Digital signatures SMSF deeds

Making permanent changes to federal laws to allow electronically signed digital trust deeds will only assist SMSFs when all the states implement similar changes.

A permanent change to laws allowing the use of digital signatures when signing company documents, including corporate SMSF trust deeds, should not be considered a reason to stop using paper documents and wet-ink signatures, an SMSF legal expert has stated.

DBA Lawyers special counsel Bryce Figot said the federal government’s consideration of making permanent changes to the Corporations Act 2001 in relation to virtual meetings and electronic document execution should not be seen as a reason to abandon current practices around physical documentation if the changes are introduced.

“This would not be bad news, but in a strategic sense I would be reluctant to execute deeds electronically,” Figot said, adding different laws regarding the use of digital signatures would still exist at the state level.

“The federal government can’t make a ruling for all the states and while having flexibility is good, no one will get any points for being an early adopter.

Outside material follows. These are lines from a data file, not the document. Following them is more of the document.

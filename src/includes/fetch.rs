//! Fragment retrieval: section name in, HTML text out.

use wasm_bindgen::{JsCast, JsValue};
use wasm_bindgen_futures::JsFuture;
use web_sys::Response;

use crate::error::{LoadError, js_error_message};

/// Where fragment HTML comes from. The orchestrator takes this as a
/// constructor argument so tests can substitute a scripted source.
#[allow(async_fn_in_trait)]
pub trait FragmentSource {
    async fn fetch(&self, section: &str) -> Result<String, LoadError>;
}

impl<S: FragmentSource> FragmentSource for &S {
    async fn fetch(&self, section: &str) -> Result<String, LoadError> {
        (**self).fetch(section).await
    }
}

/// The production source: fetches `{base}/{section}.html` relative to the
/// page origin.
pub struct HttpFragmentSource {
    base: String,
}

impl HttpFragmentSource {
    pub fn new(base: impl Into<String>) -> Self {
        Self { base: base.into() }
    }
}

impl Default for HttpFragmentSource {
    fn default() -> Self {
        Self::new("./Componentes")
    }
}

/// Deterministic request path for a section name.
pub fn fragment_url(base: &str, section: &str) -> String {
    format!("{}/{}.html", base.trim_end_matches('/'), section)
}

impl FragmentSource for HttpFragmentSource {
    async fn fetch(&self, section: &str) -> Result<String, LoadError> {
        let transport = |err: JsValue| LoadError::Transport {
            section: section.to_string(),
            message: js_error_message(&err),
        };

        let window = web_sys::window().ok_or_else(|| LoadError::Transport {
            section: section.to_string(),
            message: "no window".into(),
        })?;

        let url = fragment_url(&self.base, section);
        let response = JsFuture::from(window.fetch_with_str(&url))
            .await
            .map_err(transport)?;
        let response: Response = response.dyn_into().map_err(transport)?;

        if !response.ok() {
            return Err(LoadError::Fetch {
                section: section.to_string(),
                status: response.status(),
            });
        }

        let body = JsFuture::from(response.text().map_err(transport)?)
            .await
            .map_err(transport)?;
        body.as_string().ok_or_else(|| LoadError::Transport {
            section: section.to_string(),
            message: "response body was not text".into(),
        })
    }
}

#[cfg(test)]
mod tests {
    use super::*;
    use pretty_assertions::assert_eq;

    #[test]
    fn url_follows_the_component_convention() {
        assert_eq!(
            fragment_url("./Componentes", "Hero"),
            "./Componentes/Hero.html"
        );
    }

    #[test]
    fn url_tolerates_a_trailing_slash_in_the_base() {
        assert_eq!(
            fragment_url("./Componentes/", "Footer"),
            "./Componentes/Footer.html"
        );
    }
}
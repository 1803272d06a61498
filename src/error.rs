//! Failure taxonomy for the include pipeline.
//!
//! None of these escape to a caller: load failures are logged and flip the
//! debug section visible, script failures are logged as warnings. The page
//! lifecycle always runs to completion.

use thiserror::Error;
use wasm_bindgen::JsValue;

/// A fragment that could not be loaded. Aborts that placeholder only; the
/// orchestrator continues with the next one.
#[derive(Debug, Error)]
pub enum LoadError {
    /// The server answered with a non-success status.
    #[error("fragment `{section}` returned HTTP {status}")]
    Fetch { section: String, status: u16 },

    /// The request never produced a usable body: network down, rejected
    /// promise, or a body that was not text.
    #[error("fragment `{section}` failed in transport: {message}")]
    Transport { section: String, message: String },
}

/// A reactivated inline script that failed to build or run. Sibling scripts
/// in the same fragment still execute.
#[derive(Debug, Error)]
#[error("inline script failed: {0}")]
pub struct ScriptError(pub String);

/// Render an opaque JS error into something printable. Prefers the `message`
/// property of `Error` objects, falls back to the debug repr.
pub fn js_error_message(err: &JsValue) -> String {
    err.as_string()
        .or_else(|| {
            js_sys::Reflect::get(err, &JsValue::from_str("message"))
                .ok()
                .and_then(|m| m.as_string())
        })
        .unwrap_or_else(|| format!("{err:?}"))
}
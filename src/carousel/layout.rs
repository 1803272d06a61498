//! Page math for the carousels, kept free of DOM types so it can be tested
//! natively.

/// How many slides fit in one page at the given viewport width. Narrow
/// viewports always show one slide per page.
pub fn items_per_page(width_px: i32, breakpoint_px: i32, wide_items: usize) -> usize {
    if width_px < breakpoint_px {
        1
    } else {
        wide_items.max(1)
    }
}

/// Page/ghost plan for a slide count at a given items-per-page. Ghost slides
/// pad the track so the slide count divides evenly into pages.
#[derive(Clone, Copy, Debug, PartialEq, Eq)]
pub struct Layout {
    pub items_per_page: usize,
    pub pages: usize,
    pub padding: usize,
}

impl Layout {
    pub fn plan(real_slides: usize, items_per_page: usize) -> Self {
        let items_per_page = items_per_page.max(1);
        if real_slides == 0 {
            return Self {
                items_per_page,
                pages: 1,
                padding: 0,
            };
        }
        let pages = real_slides.div_ceil(items_per_page);
        let padding = pages * items_per_page - real_slides;
        Self {
            items_per_page,
            pages,
            padding,
        }
    }
}

/// Wrap a possibly-negative page index into `[0, pages)`.
pub fn wrap_index(index: isize, pages: usize) -> usize {
    if pages == 0 {
        return 0;
    }
    let pages = pages as isize;
    (((index % pages) + pages) % pages) as usize
}

/// Closest valid page after a relayout shrinks or grows the page count.
pub fn clamp_page(current: usize, pages: usize) -> usize {
    if pages == 0 { 0 } else { current.min(pages - 1) }
}

/// Pixel offset of a page, rounded to a whole pixel so the track never sits
/// on a sub-pixel boundary.
pub fn page_offset_px(page: usize, page_width: f64) -> i32 {
    (page as f64 * page_width).round() as i32
}
//! The two concrete carousel configurations.

use super::{CarouselSpec, Role};

/// Testimonial slider: the full control surface is mandatory. Any missing
/// piece leaves the widget inert.
pub fn testimonial_spec() -> CarouselSpec {
    CarouselSpec {
        root: ".testimonial-carousel",
        viewport: Role::Required(".testimonial-viewport"),
        track: Role::Required(".testimonial-track"),
        prev: Role::Required(".testimonial-prev"),
        next: Role::Required(".testimonial-next"),
        indicators: Role::Required(".testimonial-indicators"),
        breakpoint_px: 768,
        wide_items: 3,
        interval_ms: 5_000,
        patch_missing_images: false,
    }
}

/// Clinic gallery: only the track is mandatory; buttons and indicators are
/// optional enhancements, and the root doubles as the viewport when no
/// dedicated one exists. Photo slides tolerate missing images.
pub fn clinic_spec() -> CarouselSpec {
    CarouselSpec {
        root: ".clinic-carousel",
        viewport: Role::Optional(".clinic-viewport"),
        track: Role::Required(".clinic-track"),
        prev: Role::Optional(".clinic-prev"),
        next: Role::Optional(".clinic-next"),
        indicators: Role::Optional(".clinic-indicators"),
        breakpoint_px: 768,
        wide_items: 4,
        interval_ms: 4_500,
        patch_missing_images: true,
    }
}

“This change was only designed to be temporary due to the coronavirus and has yet to be tested by the courts,” he said, referring to a temporary determination made on 5 May by Treasurer Josh Frydenberg as part of the government’s response to COVID-19.

The determination allowed companies to convene meetings prescribed under the Corporations Act online instead of face to face and also guaranteed that when a company officer signed a document electronically, that document was validly executed.

The changes also covered SMSFs with a corporate trustee and were extended in August to the end of March 2021.

Figot said the COVID-19 lockdown across Australia demonstrated the differences in the way the states operated and while a change to the act may provide some motivation to harmonise laws, this change was likely to be a low priority.

“The first condition I would need in place to use digital signatures on a primary basis is that every jurisdiction allows for their usage on the same basis, and at present it can be difficult enough to decide in which jurisdiction to execute a deed,” he said.

“I would also like to know how records will be kept and managed and we don’t have a solution for that yet.”

The government is currently seeking stakeholder input on making the temporary changes announced in May a permanent part of the act and public consultation on exposure draft legislation and explanatory material, available on the Treasury website, will close on 30 October.